:: Required work ::
Nothing should appear in the answer except the lines from the one containing "pub enum Error" through the end of the records below, written out exactly.

:: Dataset records ::
^^^^

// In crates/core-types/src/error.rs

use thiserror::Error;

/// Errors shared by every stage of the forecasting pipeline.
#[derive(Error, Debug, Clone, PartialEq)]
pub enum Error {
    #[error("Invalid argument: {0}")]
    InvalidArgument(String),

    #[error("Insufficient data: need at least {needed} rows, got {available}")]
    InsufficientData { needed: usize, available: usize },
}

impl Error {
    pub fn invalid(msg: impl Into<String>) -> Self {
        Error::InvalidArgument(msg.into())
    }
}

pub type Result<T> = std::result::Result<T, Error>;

^^^^

:: Exercise answer ::
pub enum Error {
    #[error("Invalid argument: {0}")]
    InvalidArgument(String),

    #[error("Insufficient data: need at least {needed} rows, got {available}")]
    InsufficientData { needed: usize, available: usize },
}

impl Error {
    pub fn invalid(msg: impl Into<String>) -> Self {
        Error::InvalidArgument(msg.into())
    }
}

pub type Result<T> = std::result::Result<T, Error>;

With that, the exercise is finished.